▸ **TASK OBJECTIVE**
Retype word for word the lines of the data below, from the first to the one bearing "three forms apart.", with that one included.

▸ **GIVEN RECORDS**

/// Parses a `loop (...)` statement.
///
/// The header holds comma separated sections, each one of:
/// - `name = expr` (init: evaluated once, before the first iteration),
/// - `name : expr` (range: binds `name` to successive elements),
/// - a bare expression (condition: the loop exits when it is false).
fn parse_loop<'a, I>(tokens: &mut Peekable<I>,
                     scope: &mut ParserScope,
                     loc: Location)
                     -> ParseResult<Stmt>
    where I: Iterator<Item = &'a (Token, Location)> + Clone
{
    tokens.next(); // loop

    expect_token(tokens, &Token::LParen, "'(' before the loop sections")?;
    scope.enter();

    let mut sections = Vec::new();
    loop {
        skip_newlines(tokens);

        if let Some((Token::RParen, _)) = tokens.peek() {
            tokens.next();
            break;
        }

        sections.push(parse_loop_section(tokens, scope)?);

        match tokens.peek() {
            Some((Token::Comma, _)) => {
                tokens.next();
            },
            Some((Token::RParen, _)) => {
                tokens.next();
                break;
            },
            Some((tok, tok_loc)) => {
                scope.exit();
                return Err(CompileError::UnexpectedToken { found:    tok.to_string(),
                                                           expected: "',' or ')'".to_string(),
                                                           loc:      tok_loc.clone(), });
            },
            None => {
                scope.exit();
                return Err(end_of_input());
            },
        }
    }

    let body = parse_block(tokens, scope, false)?;
    scope.exit();

    Ok(Stmt::Loop { sections, body, loc })
}

/// Parses one loop header section, looking one token past a leading
/// identifier to tell the three forms apart.
fn parse_loop_section<'a, I>(tokens: &mut Peekable<I>,
                             scope: &mut ParserScope)
                             -> ParseResult<LoopSection>
    where I: Iterator<Item = &'a (Token, Location)> + Clone
{
    if matches!(tokens.peek(), Some((Token::Identifier(_), _))) {
        let mut lookahead = tokens.clone();
        lookahead.next();

        let is_range = match lookahead.peek() {
            Some((Token::Colon, _)) => Some(true),
            Some((Token::Equals, _)) => Some(false),
            _ => None,
        };

        if let Some(is_range) = is_range {
            let (name, _) = parse_identifier(tokens)?;
            tokens.next(); // the ':' or '='

            let value = parse_expression(tokens, scope)?;
            scope.declare(&name, None);

            return Ok(if is_range {
                LoopSection::Range { name, value }
            } else {
                LoopSection::Init { name, value }
            });
        }
    }

    Ok(LoopSection::Condition(parse_expression(tokens, scope)?))
}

▸ **WRITTEN RESPONSE**
/// Parses a `loop (...)` statement.
///
/// The header holds comma separated sections, each one of:
/// - `name = expr` (init: evaluated once, before the first iteration),
/// - `name : expr` (range: binds `name` to successive elements),
/// - a bare expression (condition: the loop exits when it is false).
fn parse_loop<'a, I>(tokens: &mut Peekable<I>,
                     scope: &mut ParserScope,
                     loc: Location)
                     -> ParseResult<Stmt>
    where I: Iterator<Item = &'a (Token, Location)> + Clone
{
    tokens.next(); // loop

    expect_token(tokens, &Token::LParen, "'(' before the loop sections")?;
    scope.enter();

    let mut sections = Vec::new();
    loop {
        skip_newlines(tokens);

        if let Some((Token::RParen, _)) = tokens.peek() {
            tokens.next();
            break;
        }

        sections.push(parse_loop_section(tokens, scope)?);

        match tokens.peek() {
            Some((Token::Comma, _)) => {
                tokens.next();
            },
            Some((Token::RParen, _)) => {
                tokens.next();
                break;
            },
            Some((tok, tok_loc)) => {
                scope.exit();
                return Err(CompileError::UnexpectedToken { found:    tok.to_string(),
                                                           expected: "',' or ')'".to_string(),
                                                           loc:      tok_loc.clone(), });
            },
            None => {
                scope.exit();
                return Err(end_of_input());
            },
        }
    }

    let body = parse_block(tokens, scope, false)?;
    scope.exit();

    Ok(Stmt::Loop { sections, body, loc })
}

/// Parses one loop header section, looking one token past a leading
/// identifier to tell the three forms apart.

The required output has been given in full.